Supplied records:
***

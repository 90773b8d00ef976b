//! [`DedupStore`]: durable set of story identifiers already delivered.
//!
//! On disk the set is a single JSON object mapping each identifier to
//! `true`:
//! ```text
//! storage/
//!   mula_sent_stories.json   <- {"abc-123":true,"def-456":true}
//! ```
//! The whole set is rewritten after every successful insert, using the
//! write-to-temp-then-rename pattern so a crash never leaves a truncated
//! snapshot behind.

use std::collections::BTreeMap;
use std::collections::HashMap;
use std::path::{Path, PathBuf};

use dashmap::DashSet;
use tokio::io::AsyncWriteExt;
use tokio::sync::Mutex;
use tracing::{debug, info};

use storywatch_core::ItemId;

use crate::error::StorageError;

/// Durable identifier set with lock-free reads.
///
/// `has` only touches the concurrent in-memory set. `add` serializes the
/// insert-snapshot-flush sequence through `write_lock`, so concurrent adds
/// never interleave their file writes and readers never wait on disk I/O.
pub struct DedupStore {
    path: PathBuf,
    ids: DashSet<ItemId>,
    write_lock: Mutex<()>,
}

impl DedupStore {
    /// Open (or create) the store backed by `path`.
    ///
    /// The parent directory is created if missing. An existing snapshot that
    /// cannot be parsed is a hard error: starting with an empty set would
    /// re-announce every historical story.
    pub fn open(path: impl Into<PathBuf>) -> Result<Self, StorageError> {
        let path = path.into();
        if let Some(parent) = non_empty_parent(&path) {
            std::fs::create_dir_all(parent).map_err(|e| StorageError::io(parent, e))?;
        }

        let ids = DashSet::new();
        match std::fs::read(&path) {
            Ok(bytes) => {
                let seen: HashMap<String, bool> = serde_json::from_slice(&bytes)
                    .map_err(|e| StorageError::Corrupt {
                        path: path.clone(),
                        source: e,
                    })?;
                for id in seen.into_keys() {
                    ids.insert(ItemId::new(id));
                }
            }
            Err(e) if e.kind() == std::io::ErrorKind::NotFound => {}
            Err(e) => return Err(StorageError::io(&path, e)),
        }

        info!(path = %path.display(), entries = ids.len(), "dedup store opened");

        Ok(Self {
            path,
            ids,
            write_lock: Mutex::new(()),
        })
    }

    /// Whether `id` was already delivered.
    pub fn has(&self, id: &ItemId) -> bool {
        self.ids.contains(id)
    }

    /// Record `id` as delivered and persist the full set.
    ///
    /// On a write failure the identifier stays in memory (it will not be
    /// re-delivered by this process) but is absent from the snapshot, so a
    /// restart may announce it once more.
    pub async fn add(&self, id: ItemId) -> Result<(), StorageError> {
        let _guard = self.write_lock.lock().await;

        self.ids.insert(id.clone());
        let snapshot = self.snapshot()?;
        self.flush(&snapshot).await?;

        debug!(item_id = %id, entries = self.ids.len(), "dedup snapshot written");
        Ok(())
    }

    pub fn len(&self) -> usize {
        self.ids.len()
    }

    pub fn is_empty(&self) -> bool {
        self.ids.is_empty()
    }

    /// Path of the backing snapshot.
    pub fn path(&self) -> &Path {
        &self.path
    }

    fn snapshot(&self) -> Result<Vec<u8>, StorageError> {
        // Sorted so consecutive snapshots diff cleanly.
        let map: BTreeMap<String, bool> = self
            .ids
            .iter()
            .map(|id| (id.as_str().to_string(), true))
            .collect();
        Ok(serde_json::to_vec(&map)?)
    }

    /// Write `bytes` to `<path>.tmp`, fsync, rename over `path`, fsync the
    /// directory.
    async fn flush(&self, bytes: &[u8]) -> Result<(), StorageError> {
        let tmp_path = self.path.with_extension("json.tmp");

        {
            let mut file = tokio::fs::File::create(&tmp_path)
                .await
                .map_err(|e| StorageError::io(&tmp_path, e))?;
            file.write_all(bytes)
                .await
                .map_err(|e| StorageError::io(&tmp_path, e))?;
            file.sync_all()
                .await
                .map_err(|e| StorageError::io(&tmp_path, e))?;
        }

        tokio::fs::rename(&tmp_path, &self.path)
            .await
            .map_err(|e| StorageError::io(&self.path, e))?;

        #[cfg(unix)]
        if let Some(parent) = non_empty_parent(&self.path) {
            let dir = tokio::fs::File::open(parent)
                .await
                .map_err(|e| StorageError::io(parent, e))?;
            dir.sync_all().await.map_err(|e| StorageError::io(parent, e))?;
        }

        Ok(())
    }
}

fn non_empty_parent(path: &Path) -> Option<&Path> {
    path.parent().filter(|p| !p.as_os_str().is_empty())
}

***

Each of the records above is to be copied exactly.

Response to this exercise:
repository 90773b8d00ef976b
//! [`DedupStore`]: durable set of story identifiers already delivered.
//!
//! On disk the set is a single JSON object mapping each identifier to
//! `true`:
//! ```text
//! storage/
//!   mula_sent_stories.json   <- {"abc-123":true,"def-456":true}
//! ```
//! The whole set is rewritten after every successful insert, using the
//! write-to-temp-then-rename pattern so a crash never leaves a truncated
//! snapshot behind.

use std::collections::BTreeMap;
use std::collections::HashMap;
use std::path::{Path, PathBuf};

use dashmap::DashSet;
use tokio::io::AsyncWriteExt;
use tokio::sync::Mutex;
use tracing::{debug, info};

use storywatch_core::ItemId;

use crate::error::StorageError;

/// Durable identifier set with lock-free reads.
///
/// `has` only touches the concurrent in-memory set. `add` serializes the
/// insert-snapshot-flush sequence through `write_lock`, so concurrent adds
/// never interleave their file writes and readers never wait on disk I/O.
pub struct DedupStore {
    path: PathBuf,
    ids: DashSet<ItemId>,
    write_lock: Mutex<()>,
}

impl DedupStore {
    /// Open (or create) the store backed by `path`.
    ///
    /// The parent directory is created if missing. An existing snapshot that
    /// cannot be parsed is a hard error: starting with an empty set would
    /// re-announce every historical story.
    pub fn open(path: impl Into<PathBuf>) -> Result<Self, StorageError> {
        let path = path.into();
        if let Some(parent) = non_empty_parent(&path) {
            std::fs::create_dir_all(parent).map_err(|e| StorageError::io(parent, e))?;
        }

        let ids = DashSet::new();
        match std::fs::read(&path) {
            Ok(bytes) => {
                let seen: HashMap<String, bool> = serde_json::from_slice(&bytes)
                    .map_err(|e| StorageError::Corrupt {
                        path: path.clone(),
                        source: e,
                    })?;
                for id in seen.into_keys() {
                    ids.insert(ItemId::new(id));
                }
            }
            Err(e) if e.kind() == std::io::ErrorKind::NotFound => {}
            Err(e) => return Err(StorageError::io(&path, e)),
        }

        info!(path = %path.display(), entries = ids.len(), "dedup store opened");

        Ok(Self {
            path,
            ids,
            write_lock: Mutex::new(()),
        })
    }

    /// Whether `id` was already delivered.
    pub fn has(&self, id: &ItemId) -> bool {
        self.ids.contains(id)
    }

    /// Record `id` as delivered and persist the full set.
    ///
    /// On a write failure the identifier stays in memory (it will not be
    /// re-delivered by this process) but is absent from the snapshot, so a
    /// restart may announce it once more.
    pub async fn add(&self, id: ItemId) -> Result<(), StorageError> {
        let _guard = self.write_lock.lock().await;

        self.ids.insert(id.clone());
        let snapshot = self.snapshot()?;
        self.flush(&snapshot).await?;

        debug!(item_id = %id, entries = self.ids.len(), "dedup snapshot written");
        Ok(())
    }

    pub fn len(&self) -> usize {
        self.ids.len()
    }

    pub fn is_empty(&self) -> bool {
        self.ids.is_empty()
    }

    /// Path of the backing snapshot.
    pub fn path(&self) -> &Path {
        &self.path
    }

    fn snapshot(&self) -> Result<Vec<u8>, StorageError> {
        // Sorted so consecutive snapshots diff cleanly.
        let map: BTreeMap<String, bool> = self
            .ids
            .iter()
            .map(|id| (id.as_str().to_string(), true))
            .collect();
        Ok(serde_json::to_vec(&map)?)
    }

    /// Write `bytes` to `<path>.tmp`, fsync, rename over `path`, fsync the
    /// directory.
    async fn flush(&self, bytes: &[u8]) -> Result<(), StorageError> {
        let tmp_path = self.path.with_extension("json.tmp");

        {
            let mut file = tokio::fs::File::create(&tmp_path)
                .await
                .map_err(|e| StorageError::io(&tmp_path, e))?;
            file.write_all(bytes)
                .await
                .map_err(|e| StorageError::io(&tmp_path, e))?;
            file.sync_all()
                .await
                .map_err(|e| StorageError::io(&tmp_path, e))?;
        }

        tokio::fs::rename(&tmp_path, &self.path)
            .await
            .map_err(|e| StorageError::io(&self.path, e))?;

        #[cfg(unix)]
        if let Some(parent) = non_empty_parent(&self.path) {
            let dir = tokio::fs::File::open(parent)
                .await
                .map_err(|e| StorageError::io(parent, e))?;
            dir.sync_all().await.map_err(|e| StorageError::io(parent, e))?;
        }

        Ok(())
    }
}

fn non_empty_parent(path: &Path) -> Option<&Path> {
    path.parent().filter(|p| !p.as_os_str().is_empty())
}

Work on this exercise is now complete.